Integrals of Motion for Critical Dense Polymers and Symplectic Fermions

TL;DR

This paper analyzes critical dense polymers using the Thermodynamic Bethe Ansatz to derive eigenvalues of local integrals of motion, revealing their relation to symplectic fermions and lattice structures.

Contribution

It introduces a method to compute lattice integrals of motion for dense polymers and relates them to continuum conformal field theory and symplectic fermions.

Findings

Eigenvalues of integrals of motion are obtained via TBA.

Transfer matrix decomposes into finite lattice integrals of motion.

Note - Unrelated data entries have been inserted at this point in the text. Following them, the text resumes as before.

impl CodeLocationRegistry {
    pub fn new(config: CodeLocationConfig) -> Self {
        Self {
            config,
            targets: Arc::new(RwLock::new(DefinitionTargets::new())),
            entries: Arc::new(RwLock::new(BTreeMap::new())),
            locations: Arc::new(RwLock::new(HashMap::new())),
        }
    }

    pub fn config(&self) -> &CodeLocationConfig {
        &self.config
    }

    /// Make a provider available to in-process origins under `name`
    pub async fn register_target<N: Into<String>>(
        &self,
        name: N,
        provider: Arc<dyn DefinitionsProvider>,
    ) {
        let name = name.into();
        debug!("Registering definitions target {}", name);
        self.targets.write().await.insert(name, provider);
    }

    /// Add a location without connecting to it
    ///
    /// Registering a name again replaces its origin; a live connection to
    /// the old origin is shut down.
    pub async fn register(&self, origin: CodeLocationOrigin) {
        let name = origin.location_name().to_string();
        info!("Registering code location {}", name);

        let replaced = {
            let mut entries = self.entries.write().await;
            entries
                .insert(name.clone(), LocationEntry::new(origin.clone()))
                .is_some_and(|old| old.origin != origin)
        };
        if replaced {
            self.release(&name).await;
        }
    }

    /// Forget a location, shutting down its connection
    pub async fn unregister(&self, name: &str) -> Result<()> {
        info!("Unregistering code location {}", name);
        self.entries
            .write()
            .await
            .remove(name)
            .ok_or_else(|| Error::not_found(EntityKind::CodeLocation, name))?;
        self.release(name).await;
        Ok(())
    }

    /// Live location for `name`, connecting on first use
    pub async fn get_location(&self, name: &str) -> Result<Arc<dyn CodeLocation>> {
        {
            let locations = self.locations.read().await;
            if let Some(location) = locations.get(name) {
                return Ok(location.clone());
            }
        }

        let origin = self.origin(name).await?;
        let location = self.open(name, &origin).await?;

        // Another caller may have connected while we were dialing.
        let mut locations = self.locations.write().await;
        if let Some(existing) = locations.get(name) {
            let existing = existing.clone();
            drop(locations);
            if let Err(e) = location.shutdown().await {
                warn!("Failed to release duplicate connection to {}: {}", name, e);
            }
            return Ok(existing);
        }
        locations.insert(name.to_string(), location.clone());
        Ok(location)
    }

    /// Replace the connection for `name` with a fresh one
    ///
    /// The old connection keeps serving until the new one is up; if the new
    /// one fails the old one stays in place, and the entry records the
    /// failure.
    pub async fn reload(&self, name: &str) -> Result<Arc<dyn CodeLocation>> {
        let origin = self.origin(name).await?;
        if !origin.is_reload_supported() {
            return Err(Error::fetch(name, "location does not support reload"));
        }
        info!("Reloading code location {}", name);

        let location = self.open(name, &origin).await?;
        if let Err(e) = location.get_repositories().await {
            warn!("Reload of {} failed: {}", name, e);
            if let Some(entry) = self.entries.write().await.get_mut(name) {
                entry.failed(&e);
            }
            if let Err(shutdown) = location.shutdown().await {
                warn!("Failed to release failed reload of {}: {}", name, shutdown);
            }
            return Err(e);
        }

        let old = self
            .locations
            .write()
            .await
            .insert(name.to_string(), location.clone());
        if let Some(old) = old {
            if let Err(e) = old.shutdown().await {
                warn!("Failed to shut down previous connection to {}: {}", name, e);
            }
        }
        Ok(location)
    }

    /// Release the connection to `name` but keep it registered
    pub async fn disconnect(&self, name: &str) {
        info!("Disconnecting from code location {}", name);
        self.release(name).await;

        let mut entries = self.entries.write().await;
        if let Some(entry) = entries.get_mut(name) {
            entry.status = LocationStatus::Disconnected;
            entry.server_id = None;
        }
    }

    pub async fn disconnect_all(&self) {
        info!("Disconnecting from all code locations");
        let drained: Vec<_> = self.locations.write().await.drain().collect();
        for (name, location) in drained {
            if let Err(e) = location.shutdown().await {
                warn!("Failed to shut down {}: {}", name, e);
            }
        }

        let mut entries = self.entries.write().await;
        for entry in entries.values_mut() {
            if entry.status == LocationStatus::Connected {
                entry.status = LocationStatus::Disconnected;
                entry.server_id = None;
            }
        }
    }

    /// Every registered location, ordered by name
    pub async fn list_entries(&self) -> Vec<(String, LocationEntry)> {
        let entries = self.entries.read().await;
        entries
            .iter()
            .map(|(name, entry)| (name.clone(), entry.clone()))
            .collect()
    }

    pub async fn is_connected(&self, name: &str) -> bool {
        self.locations.read().await.contains_key(name)
    }

    /// Heartbeat every live connection
    ///
    /// A failed heartbeat marks the entry failed but keeps the connection, so
    /// cached snapshots stay readable.
    pub async fn heartbeat_all(&self) -> BTreeMap<String, Result<()>> {
        let live: Vec<_> = {
            let locations = self.locations.read().await;
            locations
                .iter()
                .map(|(name, location)| (name.clone(), location.clone()))
                .collect()
        };

        let mut results = BTreeMap::new();
        for (name, location) in live {
            let result = location.heartbeat().await;
            {
                let mut entries = self.entries.write().await;
                if let Some(entry) = entries.get_mut(&name) {
                    match &result {
                        Ok(()) => entry.connected(location.as_ref()),
                        Err(e) => {
                            warn!("Heartbeat to {} failed: {}", name, e);
                            entry.failed(e);
                        }
                    }
                }
            }
            results.insert(name, result);
        }
        results
    }

    /// Live location whose origin is exactly `origin`
    pub async fn location_for_origin(
        &self,
        origin: &CodeLocationOrigin,
    ) -> Result<Arc<dyn CodeLocation>> {
        let name = origin.location_name();
        if self.origin(name).await? != *origin {
            return Err(Error::not_found(
                EntityKind::CodeLocation,
                format!("{} (origin {})", name, origin.get_id()),
            ));
        }
        self.get_location(name).await
    }

    async fn origin(&self, name: &str) -> Result<CodeLocationOrigin> {
        let entries = self.entries.read().await;
        entries
            .get(name)
            .map(|entry| entry.origin.clone())
            .ok_or_else(|| Error::not_found(EntityKind::CodeLocation, name))
    }

    /// Connect and record the outcome on the entry
    async fn open(&self, name: &str, origin: &CodeLocationOrigin) -> Result<Arc<dyn CodeLocation>> {
        let targets = self.targets.read().await.clone();
        let result = connect(origin, &self.config, &targets).await;

        let mut entries = self.entries.write().await;
        if let Some(entry) = entries.get_mut(name) {
            match &result {
                Ok(location) => entry.connected(location.as_ref()),
                Err(e) => {
                    warn!("Failed to connect to code location {}: {}", name, e);
                    entry.failed(e);
                }
            }
        }
        result
    }

    async fn release(&self, name: &str) {
        let removed = self.locations.write().await.remove(name);
        if let Some(location) = removed {
            if let Err(e) = location.shutdown().await {
                warn!("Failed to shut down {}: {}", name, e);
            }
        }
    }
}

#[cfg(test)]
mod tests {
    use super::*;
    use std::sync::atomic::{AtomicBool, Ordering};
    use tether_core::snapshot::{ExternalRepositoryData, SerializableErrorInfo};
    use tether_core::testing::etl_repository;
    use tether_core::{GrpcServerOrigin, InProcessOrigin};

    #[derive(Default)]
    struct Toggle {
        broken: AtomicBool,
    }

    impl DefinitionsProvider for Toggle {
        fn load_repositories(
            &self,
        ) -> std::result::Result<Vec<ExternalRepositoryData>, SerializableErrorInfo> {
            if self.broken.load(Ordering::SeqCst) {
                return Err(SerializableErrorInfo::new("syntax error in definitions"));
            }
            Ok(vec![etl_repository("analytics")])
        }
    }

    fn in_process(name: &str) -> CodeLocationOrigin {
        CodeLocationOrigin::InProcess(InProcessOrigin::named(name, "defs"))
    }

    async fn registry(provider: Arc<Toggle>) -> CodeLocationRegistry {
        let registry = CodeLocationRegistry::new(CodeLocationConfig::default());
        registry.register_target("defs", provider).await;
        registry
    }

    #[tokio::test]
    async fn test_register_and_list() {
        let registry = registry(Arc::new(Toggle::default())).await;
        registry.register(in_process("b")).await;
        registry.register(in_process("a")).await;

        let entries = registry.list_entries().await;
        let names: Vec<_> = entries.iter().map(|(n, _)| n.as_str()).collect();
        assert_eq!(names, vec!["a", "b"]);
        assert!(entries
            .iter()
            .all(|(_, e)| e.status == LocationStatus::Registered));
    }

    #[tokio::test]
    async fn test_lazy_connect_reuses_location() {
        let registry = registry(Arc::new(Toggle::default())).await;
        registry.register(in_process("etl")).await;
        assert!(!registry.is_connected("etl").await);

        let first = registry.get_location("etl").await.unwrap();
        let second = registry.get_location("etl").await.unwrap();
        assert!(Arc::ptr_eq(&first, &second));

        let (_, entry) = &registry.list_entries().await[0];
        assert_eq!(entry.status, LocationStatus::Connected);
        assert!(entry.server_id.is_some());
    }

    #[tokio::test]
    async fn test_unknown_location() {
        let registry = registry(Arc::new(Toggle::default())).await;
        let err = registry.get_location("nope").await.err().unwrap();
        assert_eq!(err, Error::not_found(EntityKind::CodeLocation, "nope"));
        assert!(registry.unregister("nope").await.is_err());
    }

    #[tokio::test]
    async fn test_failed_connect_is_recorded() {
        let registry = registry(Arc::new(Toggle::default())).await;
        registry
            .register(CodeLocationOrigin::InProcess(InProcessOrigin::named(
                "etl", "missing",
            )))
            .await;

        assert!(registry.get_location("etl").await.is_err());
        let (_, entry) = &registry.list_entries().await[0];
        assert_eq!(entry.status, LocationStatus::Failed);
        assert!(entry.last_error.as_deref().unwrap().contains("missing"));
    }

    #[tokio::test]
    async fn test_reload_swaps_location() {
        let provider = Arc::new(Toggle::default());
        let registry = registry(provider.clone()).await;
        registry.register(in_process("etl")).await;

        let old = registry.get_location("etl").await.unwrap();
        old.get_repositories().await.unwrap();

        let new = registry.reload("etl").await.unwrap();
        assert!(!Arc::ptr_eq(&old, &new));
        assert!(old.cached_repositories().is_none());
        assert!(new.cached_repositories().is_some());
        assert!(Arc::ptr_eq(&registry.get_location("etl").await.unwrap(), &new));
    }

    #[tokio::test]
    async fn test_failed_reload_keeps_old_location() {
        let provider = Arc::new(Toggle::default());
        let registry = registry(provider.clone()).await;
        registry.register(in_process("etl")).await;
        let old = registry.get_location("etl").await.unwrap();
        old.get_repositories().await.unwrap();

        provider.broken.store(true, Ordering::SeqCst);
        assert!(matches!(
            registry.reload("etl").await.err().unwrap(),
            Error::UserCode(_)
        ));

        let current = registry.get_location("etl").await.unwrap();
        assert!(Arc::ptr_eq(&current, &old));
        assert!(current.cached_repositories().is_some());

        let (_, entry) = &registry.list_entries().await[0];
        assert_eq!(entry.status, LocationStatus::Failed);
        assert!(entry
            .last_error
            .as_deref()
            .unwrap()
            .contains("syntax error in definitions"));

        // A successful reload clears the failure.
        provider.broken.store(false, Ordering::SeqCst);
        registry.reload("etl").await.unwrap();
        let (_, entry) = &registry.list_entries().await[0];
        assert_eq!(entry.status, LocationStatus::Connected);
        assert!(entry.last_error.is_none());
    }

    #[tokio::test]
    async fn test_disconnect_and_unregister() {
        let registry = registry(Arc::new(Toggle::default())).await;
        registry.register(in_process("a")).await;
        registry.register(in_process("b")).await;
        registry.get_location("a").await.unwrap();
        registry.get_location("b").await.unwrap();

        registry.disconnect("a").await;
        assert!(!registry.is_connected("a").await);
        assert!(registry.is_connected("b").await);

        registry.disconnect_all().await;
        let entries = registry.list_entries().await;
        assert!(entries
            .iter()
            .all(|(_, e)| e.status == LocationStatus::Disconnected));

        registry.unregister("a").await.unwrap();
        assert_eq!(registry.list_entries().await.len(), 1);
    }

    #[tokio::test]
    async fn test_heartbeat_all() {
        let registry = registry(Arc::new(Toggle::default())).await;
        registry.register(in_process("etl")).await;
        registry.get_location("etl").await.unwrap();

        let results = registry.heartbeat_all().await;
        assert_eq!(results.len(), 1);
        assert!(results["etl"].is_ok());
    }

    #[tokio::test]
    async fn test_location_for_origin() {
        let registry = registry(Arc::new(Toggle::default())).await;
        registry.register(in_process("etl")).await;

        let location = registry.location_for_origin(&in_process("etl")).await.unwrap();
        assert_eq!(location.name(), "etl");

        let other = CodeLocationOrigin::GrpcServer(GrpcServerOrigin::tcp("etl", "localhost", 4266));
        assert!(registry
            .location_for_origin(&other)
            .await
            .err()
            .unwrap()
            .is_not_found());
    }

    #[tokio::test]
    async fn test_reregister_with_new_origin_drops_connection() {
        let registry = registry(Arc::new(Toggle::default())).await;
        registry.register(in_process("etl")).await;
        registry.get_location("etl").await.unwrap();

        registry
            .register(CodeLocationOrigin::InProcess(InProcessOrigin::named(
                "etl", "defs_v2",
            )))
            .await;
        assert!(!registry.is_connected("etl").await);
    }
}
//! JobIndex: derived lookup structures over one job snapshot
//!
//! Built once when a job is wrapped and never mutated afterwards. Lookups are
//! map based, and every ordered answer (asset ops, topological order) is
//! sorted by name so it does not depend on how the snapshot was traversed.

use crate::error::{EntityKind, Error, Result};
use crate::represented::GraphStructure;
use crate::serdes::snapshot_id;
use crate::snapshot::{AssetKey, ConfigFieldSnap, JobSnapshot, OpSnap, PartitionSetSnap, ResourceSnap};
use std::collections::{BTreeMap, BTreeSet, HashMap};
use std::sync::Arc;

#[derive(Debug, Clone)]
pub struct JobIndex {
    job_snapshot: Arc<JobSnapshot>,
    parent_job_snapshot: Option<Arc<JobSnapshot>>,
    job_snapshot_id: String,
    parent_job_snapshot_id: Option<String>,

    /// Op name -> position in `job_snapshot.ops`
    ops_by_name: HashMap<String, usize>,

    /// Asset key -> sorted names of the ops producing it
    ops_by_asset: BTreeMap<AssetKey, Vec<String>>,

    resources_by_key: HashMap<String, usize>,

    partition_sets: BTreeMap<String, PartitionSetSnap>,

    upstream: BTreeMap<String, BTreeSet<String>>,
    downstream: BTreeMap<String, BTreeSet<String>>,
}

impl JobIndex {
    /// Index a job snapshot and the partition sets that target it
    pub fn new(
        job_snapshot: Arc<JobSnapshot>,
        parent_job_snapshot: Option<Arc<JobSnapshot>>,
        partition_sets: Vec<PartitionSetSnap>,
    ) -> Self {
        let job_snapshot_id = snapshot_id(&job_snapshot);
        let parent_job_snapshot_id = parent_job_snapshot
            .as_deref()
            .map(snapshot_id)
            .or_else(|| job_snapshot.parent_snapshot_id.clone());

        let mut ops_by_name = HashMap::with_capacity(job_snapshot.ops.len());
        let mut ops_by_asset: BTreeMap<AssetKey, Vec<String>> = BTreeMap::new();
        let mut upstream: BTreeMap<String, BTreeSet<String>> = BTreeMap::new();
        let mut downstream: BTreeMap<String, BTreeSet<String>> = BTreeMap::new();

        for (pos, op) in job_snapshot.ops.iter().enumerate() {
            ops_by_name.insert(op.name.clone(), pos);
            upstream.entry(op.name.clone()).or_default();
            downstream.entry(op.name.clone()).or_default();
            for key in &op.asset_keys {
                ops_by_asset.entry(key.clone()).or_default().push(op.name.clone());
            }
        }

        for op in &job_snapshot.ops {
            for up in op.upstream_op_names() {
                if !ops_by_name.contains_key(up) {
                    continue;
                }
                upstream.entry(op.name.clone()).or_default().insert(up.to_string());
                downstream.entry(up.to_string()).or_default().insert(op.name.clone());
            }
        }

        for names in ops_by_asset.values_mut() {
            names.sort();
            names.dedup();
        }

        let resources_by_key = job_snapshot
            .resources
            .iter()
            .enumerate()
            .map(|(pos, r)| (r.key.clone(), pos))
            .collect();

        let partition_sets = partition_sets
            .into_iter()
            .map(|p| (p.name.clone(), p))
            .collect();

        Self {
            job_snapshot,
            parent_job_snapshot,
            job_snapshot_id,
            parent_job_snapshot_id,
            ops_by_name,
            ops_by_asset,
            resources_by_key,
            partition_sets,
            upstream,
            downstream,
        }
    }

    pub fn name(&self) -> &str {
        &self.job_snapshot.name
    }

    pub fn job_snapshot(&self) -> &Arc<JobSnapshot> {
        &self.job_snapshot
    }

    pub fn parent_job_snapshot(&self) -> Option<&Arc<JobSnapshot>> {
        self.parent_job_snapshot.as_ref()
    }

    pub fn job_snapshot_id(&self) -> &str {
        &self.job_snapshot_id
    }

    pub fn parent_job_snapshot_id(&self) -> Option<&str> {
        self.parent_job_snapshot_id.as_deref()
    }

    pub fn get_op(&self, name: &str) -> Result<&OpSnap> {
        self.ops_by_name
            .get(name)
            .and_then(|&pos| self.job_snapshot.ops.get(pos))
            .ok_or_else(|| Error::not_found(EntityKind::Op, name))
    }

    pub fn has_op(&self, name: &str) -> bool {
        self.ops_by_name.contains_key(name)
    }

    pub fn ops(&self) -> &[OpSnap] {
        &self.job_snapshot.ops
    }

    pub fn ops_for_asset(&self, key: &AssetKey) -> Result<&[String]> {
        self.ops_by_asset
            .get(key)
            .map(Vec::as_slice)
            .ok_or_else(|| Error::not_found(EntityKind::Asset, key.to_user_string()))
    }

    pub fn asset_keys(&self) -> impl Iterator<Item = &AssetKey> {
        self.ops_by_asset.keys()
    }

    pub fn get_resource(&self, key: &str) -> Result<&ResourceSnap> {
        self.resources_by_key
            .get(key)
            .and_then(|&pos| self.job_snapshot.resources.get(pos))
            .ok_or_else(|| Error::not_found(EntityKind::Resource, key))
    }

    pub fn get_resource_defs(&self) -> &[ResourceSnap] {
        &self.job_snapshot.resources
    }

    pub fn get_partition_set(&self, name: &str) -> Result<&PartitionSetSnap> {
        self.partition_sets
            .get(name)
            .ok_or_else(|| Error::not_found(EntityKind::PartitionSet, name))
    }

    pub fn partition_sets(&self) -> impl Iterator<Item = &PartitionSetSnap> {
        self.partition_sets.values()
    }

    pub fn config_schema(&self) -> &ConfigFieldSnap {
        &self.job_snapshot.run_config_schema
    }

    /// Names of the ops feeding `name`, sorted
    pub fn upstream_ops(&self, name: &str) -> Result<&BTreeSet<String>> {
        self.upstream
            .get(name)
            .ok_or_else(|| Error::not_found(EntityKind::Op, name))
    }

    /// Names of the ops reading from `name`, sorted
    pub fn downstream_ops(&self, name: &str) -> Result<&BTreeSet<String>> {
        self.downstream
            .get(name)
            .ok_or_else(|| Error::not_found(EntityKind::Op, name))
    }

    /// Kahn's algorithm, ready ops taken in name order
    ///
    /// Ops caught in a cycle cannot be ordered and are appended by name.
    pub fn op_names_in_topological_order(&self) -> Vec<String> {
        let mut in_degree: BTreeMap<&str, usize> = self
            .upstream
            .iter()
            .map(|(name, ups)| (name.as_str(), ups.len()))
            .collect();

        let mut ready: BTreeSet<&str> = in_degree
            .iter()
            .filter(|(_, &deg)| deg == 0)
            .map(|(&name, _)| name)
            .collect();

        let mut order = Vec::with_capacity(in_degree.len());
        while let Some(name) = ready.pop_first() {
            order.push(name.to_string());
            in_degree.remove(name);
            if let Some(children) = self.downstream.get(name) {
                for child in children {
                    if let Some(deg) = in_degree.get_mut(child.as_str()) {
                        *deg -= 1;
                        if *deg == 0 {
                            ready.insert(child.as_str());
                        }
                    }
                }
            }
        }

        order.extend(in_degree.keys().map(|name| name.to_string()));
        order
    }

    /// Ops and declared dependency edges, as plain sets
    pub fn graph_structure(&self) -> GraphStructure {
        let ops = self.job_snapshot.ops.iter().map(|op| op.name.clone()).collect();
        let edges = self
            .job_snapshot
            .ops
            .iter()
            .flat_map(|op| {
                op.upstream_op_names()
                    .map(move |up| (up.to_string(), op.name.clone()))
            })
            .collect();
        GraphStructure { ops, edges }
    }
}
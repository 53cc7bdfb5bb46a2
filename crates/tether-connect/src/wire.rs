//! Snapshot replies on the wire
//!
//! Both ends of the CodeServer service agree on one envelope: a
//! [`SnapshotReply`] carrying a serialized snapshot, the serialized user code
//! error raised while producing it, or the definition error that made the
//! request unanswerable.

use tether_core::serdes::{
    check_schema_version, deserialize_snapshot, serialize_snapshot, Snapshot,
    SNAPSHOT_SCHEMA_VERSION,
};
use tether_core::snapshot::SerializableErrorInfo;
use tether_core::{DefinitionError, Error, Result};
use tether_proto::SnapshotReply;

/// Wrap a snapshot for sending
pub fn snapshot_reply<T: Snapshot>(value: &T) -> Result<SnapshotReply> {
    Ok(SnapshotReply {
        schema_version: SNAPSHOT_SCHEMA_VERSION,
        serialized_payload: serialize_snapshot(value)?,
        ..SnapshotReply::default()
    })
}

/// Wrap a user code failure for sending
pub fn error_reply(info: &SerializableErrorInfo) -> Result<SnapshotReply> {
    Ok(SnapshotReply {
        schema_version: SNAPSHOT_SCHEMA_VERSION,
        serialized_error: serialize_snapshot(info)?,
        ..SnapshotReply::default()
    })
}

/// Wrap an unknown name, invalid run config or broken graph for sending
pub fn definition_error_reply(err: &DefinitionError) -> Result<SnapshotReply> {
    Ok(SnapshotReply {
        schema_version: SNAPSHOT_SCHEMA_VERSION,
        serialized_definition_error: serialize_snapshot(err)?,
        ..SnapshotReply::default()
    })
}

/// Unwrap a received reply
///
/// The schema version is checked before anything else is read. A definition
/// error comes back as the [`Error`] variant the worker raised. A user code
/// error becomes [`Error::UserCode`]; if it cannot be decoded its raw text is
/// kept as the message.
pub fn decode_reply<T: Snapshot>(reply: SnapshotReply) -> Result<T> {
    check_schema_version(reply.schema_version)?;

    if !reply.serialized_definition_error.is_empty() {
        let err: DefinitionError = deserialize_snapshot(&reply.serialized_definition_error)?;
        return Err(err.into());
    }

    if !reply.serialized_error.is_empty() {
        let info = deserialize_snapshot::<SerializableErrorInfo>(&reply.serialized_error)
            .unwrap_or_else(|_| SerializableErrorInfo::new(reply.serialized_error.clone()));
        return Err(Error::UserCode(info));
    }

    deserialize_snapshot(&reply.serialized_payload)
}

#[cfg(test)]
mod tests {
    use super::*;
    use tether_core::serdes::RepositorySnapshots;
    use tether_core::testing::etl_repository;
    use tether_core::{ConfigViolation, DeserializationError, EntityKind};

    #[test]
    fn test_snapshot_reply_decodes() {
        let mut repos = RepositorySnapshots::new();
        repos.insert("analytics".to_string(), etl_repository("analytics"));

        let decoded: RepositorySnapshots = decode_reply(snapshot_reply(&repos).unwrap()).unwrap();
        assert_eq!(decoded, repos);
    }

    #[test]
    fn test_error_reply_is_user_code() {
        let mut info = SerializableErrorInfo::new("division by zero");
        info.cls_name = Some("ZeroDivisionError".to_string());
        info.stack = vec!["  File \"defs.py\", line 3, in load".to_string()];

        let err = decode_reply::<RepositorySnapshots>(error_reply(&info).unwrap()).unwrap_err();
        assert_eq!(err, Error::UserCode(info));
        assert!(err.to_string().contains("defs.py"));
    }

    #[test]
    fn test_definition_error_keeps_variant() {
        let raised = Error::InvalidConfig {
            job_name: "etl_job".to_string(),
            violations: vec![
                ConfigViolation::new("ops.extract.config.limit", "expected int"),
                ConfigViolation::new("ops.load", "unexpected field"),
            ],
        };
        let reply =
            definition_error_reply(&DefinitionError::from_error(&raised).unwrap()).unwrap();
        assert_eq!(decode_reply::<RepositorySnapshots>(reply).unwrap_err(), raised);

        let raised = Error::not_found(EntityKind::PartitionSet, "weekly");
        let reply =
            definition_error_reply(&DefinitionError::from_error(&raised).unwrap()).unwrap();
        assert_eq!(decode_reply::<Vec<String>>(reply).unwrap_err(), raised);
    }

    #[test]
    fn test_undecodable_error_keeps_text() {
        let reply = SnapshotReply {
            schema_version: SNAPSHOT_SCHEMA_VERSION,
            serialized_error: "Traceback: worker crashed".to_string(),
            ..SnapshotReply::default()
        };
        match decode_reply::<RepositorySnapshots>(reply).unwrap_err() {
            Error::UserCode(info) => assert_eq!(info.message, "Traceback: worker crashed"),
            other => panic!("unexpected error: {:?}", other),
        }
    }

    #[test]
    fn test_newer_reply_version_rejected_before_payload() {
        let reply = SnapshotReply {
            schema_version: SNAPSHOT_SCHEMA_VERSION + 1,
            serialized_payload: "not even json".to_string(),
            ..SnapshotReply::default()
        };
        let err = decode_reply::<RepositorySnapshots>(reply).unwrap_err();
        assert!(matches!(
            err,
            Error::SnapshotDeserialization(DeserializationError::IncompatibleVersion { found, .. })
                if found == SNAPSHOT_SCHEMA_VERSION + 1
        ));
        assert!(!err.is_retryable());
    }
}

Lattice integrals of motion relate to continuum integrals as infinite sums.

Abstract

We consider critical dense polymers ${\cal L}(1,2)$. We obtain for this model the eigenvalues of the local integrals of motion of the underlying Conformal Field Theory by means of Thermodynamic Bethe Ansatz. We give a detailed description of the relation between this model and Symplectic Fermions including the indecomposable structure of the transfer matrix. Integrals of motion are defined directly on the lattice in terms of the Temperley Lieb Algebra and their eigenvalues are obtained and expressed as an infinite sum of the eigenvalues of the continuum integrals of motion. An elegant decomposition of the transfer matrix in terms of a finite number of lattice integrals of motion is obtained thus providing a reason for their introduction.